__Work to complete__
Once the line containing "fn take_batch(&self) ->" is found in the records below, return it and each following line exactly, up to and including the line containing "if state.in_flight == 0", and nothing else.

————

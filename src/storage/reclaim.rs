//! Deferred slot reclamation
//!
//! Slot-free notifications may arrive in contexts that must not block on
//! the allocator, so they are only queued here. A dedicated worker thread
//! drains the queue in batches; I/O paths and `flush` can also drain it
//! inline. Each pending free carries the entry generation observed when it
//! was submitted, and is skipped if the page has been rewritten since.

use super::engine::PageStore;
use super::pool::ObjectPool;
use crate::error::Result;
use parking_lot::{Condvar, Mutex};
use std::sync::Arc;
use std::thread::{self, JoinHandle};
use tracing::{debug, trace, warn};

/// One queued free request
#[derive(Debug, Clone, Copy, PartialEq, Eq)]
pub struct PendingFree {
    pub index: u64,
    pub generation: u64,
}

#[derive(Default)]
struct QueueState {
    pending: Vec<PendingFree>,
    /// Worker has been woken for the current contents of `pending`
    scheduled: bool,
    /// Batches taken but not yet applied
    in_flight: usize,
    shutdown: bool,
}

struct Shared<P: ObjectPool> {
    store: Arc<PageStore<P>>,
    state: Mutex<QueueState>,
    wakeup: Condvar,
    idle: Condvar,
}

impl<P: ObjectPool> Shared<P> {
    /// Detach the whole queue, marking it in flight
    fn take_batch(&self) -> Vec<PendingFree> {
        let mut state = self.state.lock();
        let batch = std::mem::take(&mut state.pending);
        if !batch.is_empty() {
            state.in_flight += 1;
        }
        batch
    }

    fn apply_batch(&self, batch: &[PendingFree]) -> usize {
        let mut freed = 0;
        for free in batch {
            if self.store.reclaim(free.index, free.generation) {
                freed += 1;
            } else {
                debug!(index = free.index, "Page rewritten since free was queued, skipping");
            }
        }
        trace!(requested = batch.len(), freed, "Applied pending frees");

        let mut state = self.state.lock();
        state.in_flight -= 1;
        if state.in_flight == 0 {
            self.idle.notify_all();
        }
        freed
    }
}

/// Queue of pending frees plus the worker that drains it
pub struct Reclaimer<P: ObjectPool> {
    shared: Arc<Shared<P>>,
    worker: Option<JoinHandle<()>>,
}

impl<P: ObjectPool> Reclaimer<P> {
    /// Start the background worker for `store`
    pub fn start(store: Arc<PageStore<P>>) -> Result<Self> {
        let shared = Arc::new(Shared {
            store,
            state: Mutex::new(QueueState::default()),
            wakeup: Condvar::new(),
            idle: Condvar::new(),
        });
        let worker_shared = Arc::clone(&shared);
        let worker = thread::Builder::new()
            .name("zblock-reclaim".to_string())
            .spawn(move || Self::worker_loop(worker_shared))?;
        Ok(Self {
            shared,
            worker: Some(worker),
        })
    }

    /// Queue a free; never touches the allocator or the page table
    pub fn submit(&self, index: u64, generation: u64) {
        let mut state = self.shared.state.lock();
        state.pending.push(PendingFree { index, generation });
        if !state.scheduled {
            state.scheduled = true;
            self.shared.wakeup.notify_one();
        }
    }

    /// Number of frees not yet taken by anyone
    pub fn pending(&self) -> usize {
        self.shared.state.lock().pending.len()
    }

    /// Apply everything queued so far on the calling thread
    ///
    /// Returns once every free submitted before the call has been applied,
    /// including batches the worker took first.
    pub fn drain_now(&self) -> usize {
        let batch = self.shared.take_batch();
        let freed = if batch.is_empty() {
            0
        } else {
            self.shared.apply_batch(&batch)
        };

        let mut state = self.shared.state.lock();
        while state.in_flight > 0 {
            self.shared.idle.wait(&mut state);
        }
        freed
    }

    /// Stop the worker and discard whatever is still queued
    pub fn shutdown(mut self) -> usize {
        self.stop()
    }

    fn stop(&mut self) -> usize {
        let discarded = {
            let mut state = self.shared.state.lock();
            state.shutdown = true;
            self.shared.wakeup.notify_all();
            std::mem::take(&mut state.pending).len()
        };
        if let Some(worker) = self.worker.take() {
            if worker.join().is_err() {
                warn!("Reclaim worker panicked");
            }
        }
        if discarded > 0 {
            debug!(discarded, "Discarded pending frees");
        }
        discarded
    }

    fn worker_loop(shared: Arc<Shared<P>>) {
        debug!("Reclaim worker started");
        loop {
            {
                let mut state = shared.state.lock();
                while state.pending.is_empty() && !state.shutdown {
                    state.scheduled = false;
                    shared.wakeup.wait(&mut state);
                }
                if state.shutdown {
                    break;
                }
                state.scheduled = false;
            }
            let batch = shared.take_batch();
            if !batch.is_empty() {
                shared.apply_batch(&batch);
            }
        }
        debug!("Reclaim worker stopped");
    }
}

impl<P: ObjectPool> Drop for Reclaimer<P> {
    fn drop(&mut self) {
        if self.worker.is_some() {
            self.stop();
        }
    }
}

————

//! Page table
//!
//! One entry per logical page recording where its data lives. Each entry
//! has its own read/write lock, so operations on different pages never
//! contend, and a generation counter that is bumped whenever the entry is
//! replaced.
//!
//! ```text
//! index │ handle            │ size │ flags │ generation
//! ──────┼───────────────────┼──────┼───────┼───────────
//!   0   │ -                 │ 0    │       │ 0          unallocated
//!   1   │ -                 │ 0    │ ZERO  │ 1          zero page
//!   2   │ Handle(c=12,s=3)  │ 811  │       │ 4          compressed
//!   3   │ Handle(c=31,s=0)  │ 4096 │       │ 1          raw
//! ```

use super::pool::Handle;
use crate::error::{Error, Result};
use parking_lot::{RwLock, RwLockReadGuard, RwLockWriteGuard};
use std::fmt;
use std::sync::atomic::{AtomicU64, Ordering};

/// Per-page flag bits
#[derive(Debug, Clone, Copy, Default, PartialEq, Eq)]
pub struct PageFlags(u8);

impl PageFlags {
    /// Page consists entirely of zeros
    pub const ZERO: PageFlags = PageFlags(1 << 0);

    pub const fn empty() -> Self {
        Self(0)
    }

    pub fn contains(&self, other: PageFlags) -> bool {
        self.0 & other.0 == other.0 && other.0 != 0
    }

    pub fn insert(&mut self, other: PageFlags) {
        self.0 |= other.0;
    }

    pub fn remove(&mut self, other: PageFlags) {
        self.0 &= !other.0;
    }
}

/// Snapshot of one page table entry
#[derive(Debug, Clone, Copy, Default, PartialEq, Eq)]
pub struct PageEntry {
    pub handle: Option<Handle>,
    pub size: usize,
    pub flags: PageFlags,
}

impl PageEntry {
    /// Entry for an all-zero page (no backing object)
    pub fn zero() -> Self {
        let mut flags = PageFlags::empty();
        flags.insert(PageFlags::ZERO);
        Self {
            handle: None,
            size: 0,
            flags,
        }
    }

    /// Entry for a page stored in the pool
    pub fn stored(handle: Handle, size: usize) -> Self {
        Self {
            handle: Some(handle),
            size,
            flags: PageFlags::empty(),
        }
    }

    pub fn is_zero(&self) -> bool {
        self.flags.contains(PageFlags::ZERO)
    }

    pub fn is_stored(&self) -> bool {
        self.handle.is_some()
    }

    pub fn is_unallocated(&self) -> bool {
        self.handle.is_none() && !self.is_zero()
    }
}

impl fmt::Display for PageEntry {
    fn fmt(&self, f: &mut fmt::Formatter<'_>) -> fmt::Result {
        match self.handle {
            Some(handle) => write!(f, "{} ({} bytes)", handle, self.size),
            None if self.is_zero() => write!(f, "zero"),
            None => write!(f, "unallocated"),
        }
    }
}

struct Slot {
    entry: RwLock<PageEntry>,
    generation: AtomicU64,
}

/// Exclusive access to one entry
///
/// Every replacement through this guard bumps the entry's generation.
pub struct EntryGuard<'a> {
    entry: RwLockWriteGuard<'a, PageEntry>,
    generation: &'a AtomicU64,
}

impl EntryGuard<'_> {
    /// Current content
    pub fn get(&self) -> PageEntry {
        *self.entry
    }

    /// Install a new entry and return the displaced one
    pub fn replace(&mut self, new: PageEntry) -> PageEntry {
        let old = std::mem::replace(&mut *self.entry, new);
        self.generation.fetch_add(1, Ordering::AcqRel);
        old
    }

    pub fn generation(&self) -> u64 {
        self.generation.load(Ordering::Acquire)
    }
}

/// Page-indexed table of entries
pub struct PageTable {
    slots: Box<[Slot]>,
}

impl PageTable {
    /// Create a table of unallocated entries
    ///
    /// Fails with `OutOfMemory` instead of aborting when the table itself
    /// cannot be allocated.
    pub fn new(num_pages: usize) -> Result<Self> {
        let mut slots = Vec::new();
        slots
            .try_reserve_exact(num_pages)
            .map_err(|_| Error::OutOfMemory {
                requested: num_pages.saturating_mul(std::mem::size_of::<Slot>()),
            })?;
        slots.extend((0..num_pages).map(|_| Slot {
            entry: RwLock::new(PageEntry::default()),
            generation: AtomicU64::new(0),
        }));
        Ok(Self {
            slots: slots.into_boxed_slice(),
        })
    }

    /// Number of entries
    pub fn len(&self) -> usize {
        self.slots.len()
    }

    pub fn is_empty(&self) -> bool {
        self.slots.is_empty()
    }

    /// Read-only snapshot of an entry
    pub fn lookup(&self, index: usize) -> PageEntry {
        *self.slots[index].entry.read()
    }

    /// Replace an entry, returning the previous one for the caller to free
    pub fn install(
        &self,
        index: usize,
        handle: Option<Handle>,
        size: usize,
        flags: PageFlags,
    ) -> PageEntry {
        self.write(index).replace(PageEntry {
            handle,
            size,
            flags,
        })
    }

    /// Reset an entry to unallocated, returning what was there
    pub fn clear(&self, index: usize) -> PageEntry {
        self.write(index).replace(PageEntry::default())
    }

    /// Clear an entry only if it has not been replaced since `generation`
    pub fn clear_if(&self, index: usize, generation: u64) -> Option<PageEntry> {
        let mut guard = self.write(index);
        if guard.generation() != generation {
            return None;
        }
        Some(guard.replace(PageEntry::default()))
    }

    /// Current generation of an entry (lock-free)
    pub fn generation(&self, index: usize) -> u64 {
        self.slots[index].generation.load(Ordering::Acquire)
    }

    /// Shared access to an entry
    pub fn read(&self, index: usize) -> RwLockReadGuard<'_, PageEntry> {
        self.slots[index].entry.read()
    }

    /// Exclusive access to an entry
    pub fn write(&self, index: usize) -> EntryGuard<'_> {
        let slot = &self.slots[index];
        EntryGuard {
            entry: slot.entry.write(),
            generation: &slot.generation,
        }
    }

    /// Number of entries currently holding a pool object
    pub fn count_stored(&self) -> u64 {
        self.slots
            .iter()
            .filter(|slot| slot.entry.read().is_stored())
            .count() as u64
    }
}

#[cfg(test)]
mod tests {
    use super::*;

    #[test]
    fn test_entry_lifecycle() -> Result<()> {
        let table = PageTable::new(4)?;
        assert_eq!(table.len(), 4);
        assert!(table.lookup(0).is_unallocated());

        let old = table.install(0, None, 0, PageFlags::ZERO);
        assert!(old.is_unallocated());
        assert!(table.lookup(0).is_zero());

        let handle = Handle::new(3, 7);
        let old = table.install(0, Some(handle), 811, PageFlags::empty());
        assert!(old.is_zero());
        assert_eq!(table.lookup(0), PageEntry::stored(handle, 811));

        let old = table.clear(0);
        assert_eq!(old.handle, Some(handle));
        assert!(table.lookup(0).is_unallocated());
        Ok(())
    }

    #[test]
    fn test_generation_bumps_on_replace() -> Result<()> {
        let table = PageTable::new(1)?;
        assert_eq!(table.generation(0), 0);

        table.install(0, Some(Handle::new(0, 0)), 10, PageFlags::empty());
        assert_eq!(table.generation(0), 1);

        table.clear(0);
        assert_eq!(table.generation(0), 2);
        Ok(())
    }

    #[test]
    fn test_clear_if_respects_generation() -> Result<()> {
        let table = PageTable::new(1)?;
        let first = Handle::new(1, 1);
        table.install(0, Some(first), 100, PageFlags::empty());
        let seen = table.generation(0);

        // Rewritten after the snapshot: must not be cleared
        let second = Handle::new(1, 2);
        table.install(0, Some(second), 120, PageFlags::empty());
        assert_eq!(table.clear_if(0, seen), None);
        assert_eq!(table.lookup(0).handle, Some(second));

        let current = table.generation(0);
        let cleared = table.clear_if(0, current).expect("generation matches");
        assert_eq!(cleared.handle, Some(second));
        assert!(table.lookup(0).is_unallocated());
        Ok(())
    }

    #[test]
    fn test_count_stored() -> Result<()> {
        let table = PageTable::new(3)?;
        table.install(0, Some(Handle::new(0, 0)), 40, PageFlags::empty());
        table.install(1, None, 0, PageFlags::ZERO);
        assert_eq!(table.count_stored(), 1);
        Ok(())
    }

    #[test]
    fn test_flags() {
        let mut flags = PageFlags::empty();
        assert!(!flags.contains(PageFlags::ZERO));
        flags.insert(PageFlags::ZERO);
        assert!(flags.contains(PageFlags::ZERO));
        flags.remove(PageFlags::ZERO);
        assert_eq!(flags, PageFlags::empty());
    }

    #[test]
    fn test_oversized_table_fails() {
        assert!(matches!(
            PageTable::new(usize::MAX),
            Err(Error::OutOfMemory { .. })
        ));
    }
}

————

__Written answer__
    fn take_batch(&self) -> Vec<PendingFree> {
        let mut state = self.state.lock();
        let batch = std::mem::take(&mut state.pending);
        if !batch.is_empty() {
            state.in_flight += 1;
        }
        batch
    }

    fn apply_batch(&self, batch: &[PendingFree]) -> usize {
        let mut freed = 0;
        for free in batch {
            if self.store.reclaim(free.index, free.generation) {
                freed += 1;
            } else {
                debug!(index = free.index, "Page rewritten since free was queued, skipping");
            }
        }
        trace!(requested = batch.len(), freed, "Applied pending frees");

        let mut state = self.state.lock();
        state.in_flight -= 1;
        if state.in_flight == 0 {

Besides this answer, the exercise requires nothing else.